退院した私は、1週間後、再び会社に復帰しました。
足の状態はよいとはいえませんでしたが、正社員としての責任があったと思います。
弾性ストッキング(血栓防止用のストッキングで現在も睡眠時以外は着用)をはき、腫れをごまかしながら働いていました。
結局無理をしたため、元の職場に復帰して3日後、再び症状が悪化してしまい、再入院となってしまったのです。
同じ右足に血栓ができて詰まっていました。
2回目の入院です。
入院期間は2週間ほどで症状も落ち着き退院することができが、『なぜワーファリンも効いているのに血栓が出来るのだろう』と腑に落ちないのを血管外科の主治医とともに感じながらの退院でした。

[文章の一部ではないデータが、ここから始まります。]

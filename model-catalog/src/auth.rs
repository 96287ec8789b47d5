//! Credential fields and API key handling.
//!
//! Catalog entries declare which credential fields a caller must supply
//! (for OpenAI, just `apiKey`). The catalog itself only holds placeholders;
//! callers fill them in before instantiating a client.
//!
//! # Example
//!
//! ```
//! use model_catalog::auth::{ApiKey, Credentials};
//!
//! let mut credentials = Credentials::required(["apiKey"]);
//! assert_eq!(credentials.missing(), vec!["apiKey"]);
//!
//! credentials.set("apiKey", ApiKey::new("sk-..."));
//! assert!(credentials.missing().is_empty());
//! ```

use std::collections::BTreeMap;
use std::env;

use secrecy::{ExposeSecret, SecretString};
use serde::{Deserialize, Deserializer, Serialize, Serializer};
use tracing::debug;

use crate::Provider;

/// Credential field holding a provider API key.
pub const API_KEY_FIELD: &str = "apiKey";

/// A secure API key that prevents accidental logging.
///
/// The key is wrapped in `SecretString` which:
/// - Implements `Debug` as `"[REDACTED]"`
/// - Zeroizes memory on drop
/// - Requires explicit `.expose_secret()` to access the value
#[derive(Clone)]
pub struct ApiKey(SecretString);

impl ApiKey {
    /// Create a new API key from a string.
    pub fn new(key: impl Into<String>) -> Self {
        Self(SecretString::from(key.into()))
    }

    /// Expose the secret key value.
    ///
    /// Use sparingly - only when actually sending to an API.
    pub fn expose_secret(&self) -> &str {
        self.0.expose_secret()
    }
}

impl std::fmt::Debug for ApiKey {
    fn fmt(&self, f: &mut std::fmt::Formatter<'_>) -> std::fmt::Result {
        write!(f, "ApiKey([REDACTED])")
    }
}

impl From<String> for ApiKey {
    fn from(s: String) -> Self {
        Self::new(s)
    }
}

impl From<&str> for ApiKey {
    fn from(s: &str) -> Self {
        Self::new(s)
    }
}

impl<'de> Deserialize<'de> for ApiKey {
    fn deserialize<D: Deserializer<'de>>(deserializer: D) -> Result<Self, D::Error> {
        String::deserialize(deserializer).map(Self::new)
    }
}

/// Credential fields of a settings entry, keyed by field name.
///
/// A `None` value is a placeholder the caller still has to fill in.
/// Serializing never writes secret values; every field comes out as `null`.
#[derive(Debug, Clone, Default, Deserialize)]
#[serde(transparent)]
pub struct Credentials(BTreeMap<String, Option<ApiKey>>);

impl Credentials {
    /// Create credentials with the given fields, all unset.
    pub fn required<I, S>(fields: I) -> Self
    where
        I: IntoIterator<Item = S>,
        S: Into<String>,
    {
        Self(fields.into_iter().map(|f| (f.into(), None)).collect())
    }

    /// Names of all declared credential fields.
    pub fn fields(&self) -> impl Iterator<Item = &str> {
        self.0.keys().map(String::as_str)
    }

    /// Declare a field, leaving any supplied value in place.
    pub fn declare(&mut self, field: impl Into<String>) {
        self.0.entry(field.into()).or_insert(None);
    }

    /// Supply a value for a field, declaring it if it was not declared.
    pub fn set(&mut self, field: impl Into<String>, key: ApiKey) {
        self.0.insert(field.into(), Some(key));
    }

    /// Get the value supplied for a field, if any.
    pub fn get(&self, field: &str) -> Option<&ApiKey> {
        self.0.get(field).and_then(Option::as_ref)
    }

    /// Fields that are declared but still unset.
    pub fn missing(&self) -> Vec<&str> {
        self.0
            .iter()
            .filter(|(_, v)| v.is_none())
            .map(|(k, _)| k.as_str())
            .collect()
    }

    /// Number of declared fields.
    pub fn len(&self) -> usize {
        self.0.len()
    }

    /// Whether no fields are declared.
    pub fn is_empty(&self) -> bool {
        self.0.is_empty()
    }
}

impl Serialize for Credentials {
    fn serialize<S: Serializer>(&self, serializer: S) -> Result<S::Ok, S::Error> {
        serializer.collect_map(self.0.keys().map(|k| (k, Option::<()>::None)))
    }
}

/// Environment variable names for each provider.
const ENV_VARS: &[(Provider, &str)] = &[(Provider::OpenAI, "OPENAI_API_KEY")];

/// Get the environment variable name for a provider.
pub fn env_var_for_provider(provider: Provider) -> Option<&'static str> {
    ENV_VARS
        .iter()
        .find(|(p, _)| *p == provider)
        .map(|(_, v)| *v)
}

/// Source of a resolved API key.
#[derive(Debug, Clone, Copy, PartialEq, Eq)]
pub enum CredentialSource {
    /// Supplied by the caller in the settings credentials.
    Supplied,
    /// From environment variable.
    Environment,
}

/// Resolve the API key for a provider.
///
/// Uses the caller-supplied `apiKey` field first, then the provider's
/// environment variable. Returns `None` if neither is set; clients report
/// that at request time.
pub fn resolve_api_key(
    credentials: &Credentials,
    provider: Provider,
) -> Option<(ApiKey, CredentialSource)> {
    if let Some(key) = credentials.get(API_KEY_FIELD) {
        debug!(%provider, "using supplied API key");
        return Some((key.clone(), CredentialSource::Supplied));
    }

    let env_var = env_var_for_provider(provider)?;
    let key = env::var(env_var).ok()?;
    debug!(%provider, env_var, "using API key from environment");
    Some((ApiKey::new(key), CredentialSource::Environment))
}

仕事内容も現場中心から事務中心の内容に変更してもらい、
今度は自分自身も注意しながら約1年、上手に薬とも付き合いながら小波はありましたが生活していました。慣れてくると無理をしてしまうもので、残業をはじめたのです。少し忙しさを感じ始めた頃、今度は左足が腫れてきたのです。『何で?詰まるのなら右足でしょ?左足まで詰まるの?』と不思議でなりませんでしたが、すぐに病院に行って検査をすると案の定、左足が詰まっていました。これが3回目の入院です。
ワーファリンのコントロールはきちんと出来ていましたので、ただの血栓症だけではないと感じた医師から、入院して数日後『過去に口内炎とか出来たことない?』聞かれたのです。
実際、血栓症が出来る前から口内炎には困らされた記憶があったし、入院の前にも出来ては治まりをしていたので『口内炎はよくできますよ、1度に何個も出来て、ドラックストアで口内炎パッチを買って貼ったものですよ』と答えました。
この言葉ではじめてベーチェット病が病名として私の前に突如現れたのです。
すぐに「リウマチ・膠原病科」に紹介され、担当医が病室まで足を運んでこられ、ベーチェット病の説明を受けました。
ベーチェット病、私の場合は血管病変が強いので、「血管ベーチェット」ともいうということでした。
一通りの説明を受けた私は、今まで原因が分からずに血栓を繰り返し、結節性紅班や静脈炎、口内炎といったものの根源が明らかになったことで気持ちに整理がついた感じでした。
ベーチェット病と診断がついてからは、診療科も「血管外科」から「リウマチ・膠原病科」へと移り主治医も代わりました。
治療のほうはステロイドとコルヒチンがメインとなり、ワーファリンも血栓防止のために続けています。
私がベーチェット病と診断を受けてから、主人がとても協力的になり、ベーチェット病の事も沢山調べてくれて、『完治はないけど自分と薬と上手にコントロールして生活すれば今までとおりの生活をおくっていけばいいのだ』という風に考えれるようになりました。
また、「ベーチェット病友の会」をインターネットで知り、主人が患者・家族交流会に出席してみようと背中を押してくれました。
友の会では同じベーチェット病患者の方々の色々なお話しを聞くことが出来て、とても有意義な時間を持てるようになりました。
現在は、関節痛や体がだるい、体調の波はありますが、入院まで至ることなく、薬のコントロールで体調の維持がでていますし、仕事も続けられています。
ベーチェット病とはこれからもずっと付き合っていかなければ
ならないのですが、けれども悲観する事もなく生活出来ているのは、周囲の環境や人にとても助けられているからだと思います。そういうことを感じながらこれからも過ごせたらと思います。